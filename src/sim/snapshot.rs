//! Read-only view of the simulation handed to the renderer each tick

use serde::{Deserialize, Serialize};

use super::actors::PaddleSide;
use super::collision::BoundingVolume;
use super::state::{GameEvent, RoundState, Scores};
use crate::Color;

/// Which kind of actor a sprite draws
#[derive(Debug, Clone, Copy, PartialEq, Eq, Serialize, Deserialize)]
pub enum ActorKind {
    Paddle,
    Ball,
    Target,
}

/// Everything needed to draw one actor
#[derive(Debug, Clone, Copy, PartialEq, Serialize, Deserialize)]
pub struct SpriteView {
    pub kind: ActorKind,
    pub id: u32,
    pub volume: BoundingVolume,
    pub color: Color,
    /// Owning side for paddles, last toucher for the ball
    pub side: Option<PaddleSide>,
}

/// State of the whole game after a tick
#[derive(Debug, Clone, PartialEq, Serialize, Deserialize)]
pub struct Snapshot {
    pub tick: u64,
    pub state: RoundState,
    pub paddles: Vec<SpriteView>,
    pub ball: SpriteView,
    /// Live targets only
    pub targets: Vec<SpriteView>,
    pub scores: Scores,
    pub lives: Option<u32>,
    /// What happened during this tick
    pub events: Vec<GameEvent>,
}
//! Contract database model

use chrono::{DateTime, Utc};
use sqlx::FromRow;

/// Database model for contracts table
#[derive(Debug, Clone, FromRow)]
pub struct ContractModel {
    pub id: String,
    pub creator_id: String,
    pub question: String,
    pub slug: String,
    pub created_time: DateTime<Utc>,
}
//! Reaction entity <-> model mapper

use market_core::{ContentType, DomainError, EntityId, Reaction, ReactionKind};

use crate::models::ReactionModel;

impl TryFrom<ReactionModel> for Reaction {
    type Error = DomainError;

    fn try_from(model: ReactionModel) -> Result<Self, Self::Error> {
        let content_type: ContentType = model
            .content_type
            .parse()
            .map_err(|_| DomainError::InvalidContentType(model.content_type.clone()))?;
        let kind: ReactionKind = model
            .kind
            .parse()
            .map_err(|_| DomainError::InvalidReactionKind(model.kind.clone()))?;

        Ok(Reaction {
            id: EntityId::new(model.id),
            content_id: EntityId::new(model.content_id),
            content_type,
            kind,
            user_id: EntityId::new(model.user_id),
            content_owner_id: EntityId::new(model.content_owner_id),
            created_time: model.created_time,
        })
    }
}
------------------------------------
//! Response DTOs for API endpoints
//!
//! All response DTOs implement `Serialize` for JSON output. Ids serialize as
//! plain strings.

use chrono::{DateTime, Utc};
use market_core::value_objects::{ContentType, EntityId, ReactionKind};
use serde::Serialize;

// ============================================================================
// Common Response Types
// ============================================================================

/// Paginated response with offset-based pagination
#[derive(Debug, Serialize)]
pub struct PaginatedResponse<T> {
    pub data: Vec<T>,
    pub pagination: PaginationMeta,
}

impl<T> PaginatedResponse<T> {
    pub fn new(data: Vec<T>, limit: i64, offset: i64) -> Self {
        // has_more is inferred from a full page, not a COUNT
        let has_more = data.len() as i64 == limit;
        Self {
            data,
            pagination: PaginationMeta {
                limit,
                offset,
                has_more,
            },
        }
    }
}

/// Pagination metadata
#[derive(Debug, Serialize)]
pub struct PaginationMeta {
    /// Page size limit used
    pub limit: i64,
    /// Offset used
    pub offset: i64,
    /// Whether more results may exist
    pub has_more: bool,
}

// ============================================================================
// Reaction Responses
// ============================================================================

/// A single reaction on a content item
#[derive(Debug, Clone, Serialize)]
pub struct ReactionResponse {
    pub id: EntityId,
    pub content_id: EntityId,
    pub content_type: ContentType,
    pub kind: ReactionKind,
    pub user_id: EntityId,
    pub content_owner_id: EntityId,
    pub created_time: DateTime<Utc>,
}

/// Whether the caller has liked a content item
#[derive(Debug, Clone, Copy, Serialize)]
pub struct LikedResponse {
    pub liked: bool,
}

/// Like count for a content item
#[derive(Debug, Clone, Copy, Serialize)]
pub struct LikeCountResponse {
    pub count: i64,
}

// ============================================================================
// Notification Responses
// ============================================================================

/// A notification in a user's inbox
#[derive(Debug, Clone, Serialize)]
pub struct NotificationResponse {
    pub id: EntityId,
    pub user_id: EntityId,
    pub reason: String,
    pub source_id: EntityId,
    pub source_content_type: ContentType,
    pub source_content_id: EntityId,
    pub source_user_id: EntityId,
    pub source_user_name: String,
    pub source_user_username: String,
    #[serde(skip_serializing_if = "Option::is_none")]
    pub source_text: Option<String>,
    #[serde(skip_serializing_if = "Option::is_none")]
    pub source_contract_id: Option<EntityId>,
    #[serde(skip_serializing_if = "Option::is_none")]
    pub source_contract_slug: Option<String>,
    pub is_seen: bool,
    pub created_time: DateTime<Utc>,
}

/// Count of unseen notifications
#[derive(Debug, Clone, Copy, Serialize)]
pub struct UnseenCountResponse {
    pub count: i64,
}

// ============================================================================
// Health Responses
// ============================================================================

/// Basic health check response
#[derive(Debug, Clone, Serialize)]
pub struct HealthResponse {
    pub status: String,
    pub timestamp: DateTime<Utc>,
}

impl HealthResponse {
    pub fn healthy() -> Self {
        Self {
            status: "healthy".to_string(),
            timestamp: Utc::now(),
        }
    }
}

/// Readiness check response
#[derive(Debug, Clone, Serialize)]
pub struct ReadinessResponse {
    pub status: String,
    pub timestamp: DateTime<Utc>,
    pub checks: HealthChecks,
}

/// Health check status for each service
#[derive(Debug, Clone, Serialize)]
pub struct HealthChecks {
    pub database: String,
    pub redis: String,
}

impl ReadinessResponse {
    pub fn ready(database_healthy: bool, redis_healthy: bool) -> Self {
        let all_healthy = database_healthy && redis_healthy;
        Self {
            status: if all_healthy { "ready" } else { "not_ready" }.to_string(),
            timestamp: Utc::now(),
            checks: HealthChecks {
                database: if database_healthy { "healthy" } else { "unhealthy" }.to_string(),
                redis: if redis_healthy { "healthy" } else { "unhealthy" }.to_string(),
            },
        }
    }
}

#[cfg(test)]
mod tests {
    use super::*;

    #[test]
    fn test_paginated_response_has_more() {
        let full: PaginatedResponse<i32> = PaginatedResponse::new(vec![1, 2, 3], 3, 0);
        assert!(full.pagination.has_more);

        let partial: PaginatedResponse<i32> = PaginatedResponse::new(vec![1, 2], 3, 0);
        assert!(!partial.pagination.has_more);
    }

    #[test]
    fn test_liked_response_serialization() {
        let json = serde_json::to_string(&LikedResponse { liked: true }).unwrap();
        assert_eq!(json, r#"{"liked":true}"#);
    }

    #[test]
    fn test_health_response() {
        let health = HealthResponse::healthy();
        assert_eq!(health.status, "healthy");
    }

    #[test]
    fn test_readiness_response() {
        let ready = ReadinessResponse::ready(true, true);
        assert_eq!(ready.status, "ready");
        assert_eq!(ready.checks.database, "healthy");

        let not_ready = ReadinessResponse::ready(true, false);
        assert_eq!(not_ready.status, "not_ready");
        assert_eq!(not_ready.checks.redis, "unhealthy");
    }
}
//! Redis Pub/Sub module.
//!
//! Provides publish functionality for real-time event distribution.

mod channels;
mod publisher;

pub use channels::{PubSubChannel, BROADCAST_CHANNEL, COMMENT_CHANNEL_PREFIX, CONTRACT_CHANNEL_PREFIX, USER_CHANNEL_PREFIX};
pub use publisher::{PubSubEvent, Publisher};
------------------------------------
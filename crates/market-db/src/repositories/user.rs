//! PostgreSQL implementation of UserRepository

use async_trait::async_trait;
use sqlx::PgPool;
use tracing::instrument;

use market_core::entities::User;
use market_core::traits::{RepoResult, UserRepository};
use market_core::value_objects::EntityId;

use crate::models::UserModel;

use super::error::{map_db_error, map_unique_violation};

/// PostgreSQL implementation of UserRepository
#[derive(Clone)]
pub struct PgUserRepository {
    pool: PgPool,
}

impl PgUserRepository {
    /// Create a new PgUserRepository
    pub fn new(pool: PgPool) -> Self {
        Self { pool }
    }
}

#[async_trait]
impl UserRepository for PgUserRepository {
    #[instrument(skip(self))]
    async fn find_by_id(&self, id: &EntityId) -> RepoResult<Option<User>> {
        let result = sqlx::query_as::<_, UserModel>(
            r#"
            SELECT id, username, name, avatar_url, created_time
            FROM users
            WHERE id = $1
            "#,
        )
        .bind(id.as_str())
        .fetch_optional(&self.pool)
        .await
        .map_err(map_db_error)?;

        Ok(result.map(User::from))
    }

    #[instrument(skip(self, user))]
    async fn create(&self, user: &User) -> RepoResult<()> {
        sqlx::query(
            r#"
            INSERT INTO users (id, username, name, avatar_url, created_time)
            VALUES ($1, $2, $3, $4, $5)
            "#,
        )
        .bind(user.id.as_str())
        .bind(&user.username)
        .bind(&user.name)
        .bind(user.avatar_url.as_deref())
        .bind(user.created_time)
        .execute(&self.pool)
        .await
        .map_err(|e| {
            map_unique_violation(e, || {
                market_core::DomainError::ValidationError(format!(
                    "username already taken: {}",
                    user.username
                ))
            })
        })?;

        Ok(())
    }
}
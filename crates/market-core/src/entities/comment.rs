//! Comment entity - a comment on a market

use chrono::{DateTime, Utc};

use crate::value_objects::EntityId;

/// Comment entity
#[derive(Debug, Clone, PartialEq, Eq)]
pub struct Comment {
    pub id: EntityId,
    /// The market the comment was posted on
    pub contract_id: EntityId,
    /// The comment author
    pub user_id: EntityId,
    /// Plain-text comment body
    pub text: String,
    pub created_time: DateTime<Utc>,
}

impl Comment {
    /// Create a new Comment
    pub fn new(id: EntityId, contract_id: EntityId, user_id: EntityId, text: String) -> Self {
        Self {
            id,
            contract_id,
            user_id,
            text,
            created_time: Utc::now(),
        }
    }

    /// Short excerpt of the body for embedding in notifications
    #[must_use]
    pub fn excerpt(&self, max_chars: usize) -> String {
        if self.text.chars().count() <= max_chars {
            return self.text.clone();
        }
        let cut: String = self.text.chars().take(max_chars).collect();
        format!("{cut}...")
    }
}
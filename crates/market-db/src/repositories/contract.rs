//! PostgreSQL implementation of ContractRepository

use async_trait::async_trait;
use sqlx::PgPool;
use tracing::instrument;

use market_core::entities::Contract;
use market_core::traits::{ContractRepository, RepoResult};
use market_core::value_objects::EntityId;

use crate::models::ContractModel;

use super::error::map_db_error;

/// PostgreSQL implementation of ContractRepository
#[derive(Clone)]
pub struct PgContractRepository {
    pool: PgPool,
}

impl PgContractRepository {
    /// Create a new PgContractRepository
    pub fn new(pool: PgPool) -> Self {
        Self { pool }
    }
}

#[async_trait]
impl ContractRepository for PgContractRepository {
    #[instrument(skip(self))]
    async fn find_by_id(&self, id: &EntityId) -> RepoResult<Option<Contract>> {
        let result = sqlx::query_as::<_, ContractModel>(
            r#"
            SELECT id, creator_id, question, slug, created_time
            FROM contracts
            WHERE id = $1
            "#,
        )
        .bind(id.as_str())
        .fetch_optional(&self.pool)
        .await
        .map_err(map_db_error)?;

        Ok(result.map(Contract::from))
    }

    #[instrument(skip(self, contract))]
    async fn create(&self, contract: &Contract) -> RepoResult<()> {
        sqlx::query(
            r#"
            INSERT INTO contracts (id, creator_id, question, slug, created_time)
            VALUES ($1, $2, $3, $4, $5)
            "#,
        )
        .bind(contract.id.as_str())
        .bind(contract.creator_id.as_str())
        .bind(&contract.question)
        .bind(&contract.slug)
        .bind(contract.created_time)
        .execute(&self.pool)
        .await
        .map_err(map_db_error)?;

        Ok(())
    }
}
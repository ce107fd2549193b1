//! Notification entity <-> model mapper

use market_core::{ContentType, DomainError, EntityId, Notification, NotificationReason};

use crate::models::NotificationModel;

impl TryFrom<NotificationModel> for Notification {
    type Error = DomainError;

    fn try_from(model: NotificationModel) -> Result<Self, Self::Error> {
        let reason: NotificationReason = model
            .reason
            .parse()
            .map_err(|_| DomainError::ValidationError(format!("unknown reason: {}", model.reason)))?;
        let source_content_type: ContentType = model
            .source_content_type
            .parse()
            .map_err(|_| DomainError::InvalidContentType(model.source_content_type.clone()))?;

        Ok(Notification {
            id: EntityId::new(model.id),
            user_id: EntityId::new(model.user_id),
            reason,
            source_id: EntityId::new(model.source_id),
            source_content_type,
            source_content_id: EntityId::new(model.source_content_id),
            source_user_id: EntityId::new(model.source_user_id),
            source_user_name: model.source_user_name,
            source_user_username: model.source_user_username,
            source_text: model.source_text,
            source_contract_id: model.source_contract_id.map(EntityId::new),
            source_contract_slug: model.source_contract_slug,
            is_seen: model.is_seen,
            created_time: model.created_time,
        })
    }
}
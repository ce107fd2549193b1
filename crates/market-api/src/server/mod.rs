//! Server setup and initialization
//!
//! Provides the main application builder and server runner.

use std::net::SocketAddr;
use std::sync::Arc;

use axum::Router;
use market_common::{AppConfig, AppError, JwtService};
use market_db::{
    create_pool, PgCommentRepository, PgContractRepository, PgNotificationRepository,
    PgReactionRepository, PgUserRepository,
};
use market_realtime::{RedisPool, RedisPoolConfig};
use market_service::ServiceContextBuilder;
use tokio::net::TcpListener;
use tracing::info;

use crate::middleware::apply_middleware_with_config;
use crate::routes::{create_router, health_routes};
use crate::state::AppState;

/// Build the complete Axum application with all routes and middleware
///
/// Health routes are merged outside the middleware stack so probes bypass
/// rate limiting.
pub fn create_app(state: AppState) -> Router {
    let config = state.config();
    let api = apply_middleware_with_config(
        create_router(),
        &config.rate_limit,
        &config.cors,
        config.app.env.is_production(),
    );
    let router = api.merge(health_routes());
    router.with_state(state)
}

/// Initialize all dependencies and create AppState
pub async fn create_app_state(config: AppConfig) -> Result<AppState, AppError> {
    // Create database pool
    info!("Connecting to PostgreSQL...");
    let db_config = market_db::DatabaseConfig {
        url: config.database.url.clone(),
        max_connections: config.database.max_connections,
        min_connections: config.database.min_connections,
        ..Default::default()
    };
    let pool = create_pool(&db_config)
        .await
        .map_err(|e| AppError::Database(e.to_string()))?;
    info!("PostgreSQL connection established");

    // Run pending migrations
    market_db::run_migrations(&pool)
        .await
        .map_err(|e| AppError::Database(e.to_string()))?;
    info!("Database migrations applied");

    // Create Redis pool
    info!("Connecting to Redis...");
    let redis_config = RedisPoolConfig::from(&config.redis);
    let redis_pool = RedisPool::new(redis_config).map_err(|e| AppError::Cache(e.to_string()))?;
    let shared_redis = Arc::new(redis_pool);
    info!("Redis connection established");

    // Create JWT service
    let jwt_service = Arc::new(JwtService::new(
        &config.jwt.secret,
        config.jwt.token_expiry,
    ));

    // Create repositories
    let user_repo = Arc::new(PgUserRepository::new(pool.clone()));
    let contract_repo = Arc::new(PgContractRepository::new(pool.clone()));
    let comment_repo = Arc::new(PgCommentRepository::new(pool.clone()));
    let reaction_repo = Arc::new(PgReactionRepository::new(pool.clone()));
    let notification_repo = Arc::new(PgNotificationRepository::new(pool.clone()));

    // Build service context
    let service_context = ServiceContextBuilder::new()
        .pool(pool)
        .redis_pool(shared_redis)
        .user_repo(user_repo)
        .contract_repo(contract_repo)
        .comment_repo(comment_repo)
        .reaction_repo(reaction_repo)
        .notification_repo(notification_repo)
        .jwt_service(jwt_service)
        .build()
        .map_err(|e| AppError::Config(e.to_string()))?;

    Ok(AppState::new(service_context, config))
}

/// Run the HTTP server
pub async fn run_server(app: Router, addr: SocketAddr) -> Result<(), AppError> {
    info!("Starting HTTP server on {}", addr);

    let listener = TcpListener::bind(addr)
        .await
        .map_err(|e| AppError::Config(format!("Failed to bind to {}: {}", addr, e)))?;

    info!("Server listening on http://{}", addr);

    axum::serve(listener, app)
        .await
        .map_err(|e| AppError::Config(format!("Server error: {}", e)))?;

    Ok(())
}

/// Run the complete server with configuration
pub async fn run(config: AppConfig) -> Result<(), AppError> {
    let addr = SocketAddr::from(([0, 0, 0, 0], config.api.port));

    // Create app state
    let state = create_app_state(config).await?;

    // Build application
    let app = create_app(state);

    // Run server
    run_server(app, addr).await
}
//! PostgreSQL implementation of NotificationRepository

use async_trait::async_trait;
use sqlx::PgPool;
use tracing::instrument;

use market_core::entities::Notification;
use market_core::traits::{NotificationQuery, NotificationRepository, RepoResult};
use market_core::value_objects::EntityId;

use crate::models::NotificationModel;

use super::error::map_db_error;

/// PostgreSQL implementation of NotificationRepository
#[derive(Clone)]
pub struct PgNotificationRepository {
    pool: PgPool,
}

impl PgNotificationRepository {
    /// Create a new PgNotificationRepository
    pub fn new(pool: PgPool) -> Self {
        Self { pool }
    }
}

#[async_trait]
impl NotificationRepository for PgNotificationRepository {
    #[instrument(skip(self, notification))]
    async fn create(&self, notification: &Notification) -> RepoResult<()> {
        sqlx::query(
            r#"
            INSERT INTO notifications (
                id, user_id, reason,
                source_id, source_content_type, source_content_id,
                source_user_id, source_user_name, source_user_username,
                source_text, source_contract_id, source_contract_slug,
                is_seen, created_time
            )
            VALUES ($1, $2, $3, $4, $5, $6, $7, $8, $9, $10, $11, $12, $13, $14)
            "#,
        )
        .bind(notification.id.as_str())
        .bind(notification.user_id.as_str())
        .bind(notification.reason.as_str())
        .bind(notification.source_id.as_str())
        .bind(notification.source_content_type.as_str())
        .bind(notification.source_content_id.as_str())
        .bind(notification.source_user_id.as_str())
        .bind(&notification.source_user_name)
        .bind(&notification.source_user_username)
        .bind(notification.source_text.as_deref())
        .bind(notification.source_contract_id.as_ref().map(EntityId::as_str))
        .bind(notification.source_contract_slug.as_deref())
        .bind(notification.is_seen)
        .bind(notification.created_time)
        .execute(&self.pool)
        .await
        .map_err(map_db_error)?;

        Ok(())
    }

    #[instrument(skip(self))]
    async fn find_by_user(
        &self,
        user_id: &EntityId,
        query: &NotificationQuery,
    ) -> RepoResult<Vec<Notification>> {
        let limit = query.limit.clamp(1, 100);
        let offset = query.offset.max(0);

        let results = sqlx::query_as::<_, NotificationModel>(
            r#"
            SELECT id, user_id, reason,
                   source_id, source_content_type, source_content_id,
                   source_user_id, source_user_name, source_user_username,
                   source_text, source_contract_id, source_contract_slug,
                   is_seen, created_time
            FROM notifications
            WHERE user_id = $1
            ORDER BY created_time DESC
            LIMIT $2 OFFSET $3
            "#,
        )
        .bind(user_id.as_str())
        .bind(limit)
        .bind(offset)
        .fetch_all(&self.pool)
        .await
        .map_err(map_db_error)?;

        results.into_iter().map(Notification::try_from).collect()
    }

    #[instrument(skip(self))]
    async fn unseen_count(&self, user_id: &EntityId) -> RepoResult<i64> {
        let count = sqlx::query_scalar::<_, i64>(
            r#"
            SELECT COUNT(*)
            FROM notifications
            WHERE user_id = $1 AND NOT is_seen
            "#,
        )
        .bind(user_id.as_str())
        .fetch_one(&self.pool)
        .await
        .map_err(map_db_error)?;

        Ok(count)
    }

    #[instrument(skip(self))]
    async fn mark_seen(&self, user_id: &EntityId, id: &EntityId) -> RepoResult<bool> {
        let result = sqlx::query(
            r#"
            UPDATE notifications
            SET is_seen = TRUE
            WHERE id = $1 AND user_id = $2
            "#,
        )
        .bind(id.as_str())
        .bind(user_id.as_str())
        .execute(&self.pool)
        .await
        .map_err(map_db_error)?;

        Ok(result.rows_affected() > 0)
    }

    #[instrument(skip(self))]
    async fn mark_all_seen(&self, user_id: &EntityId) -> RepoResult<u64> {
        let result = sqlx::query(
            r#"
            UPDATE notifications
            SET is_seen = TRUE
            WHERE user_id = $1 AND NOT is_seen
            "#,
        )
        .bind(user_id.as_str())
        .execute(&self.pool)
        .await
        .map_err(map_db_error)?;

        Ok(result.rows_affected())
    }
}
------------------------------------
ABOUT THIS TASK: Copy each line from the entries above that has the word "crates" in it.

ANSWER SECTION:
filename crates/market-db/src/repositories/user.rs
filename crates/market-core/src/entities/comment.rs
filename crates/market-db/src/repositories/contract.rs
filename crates/market-api/src/server/mod.rs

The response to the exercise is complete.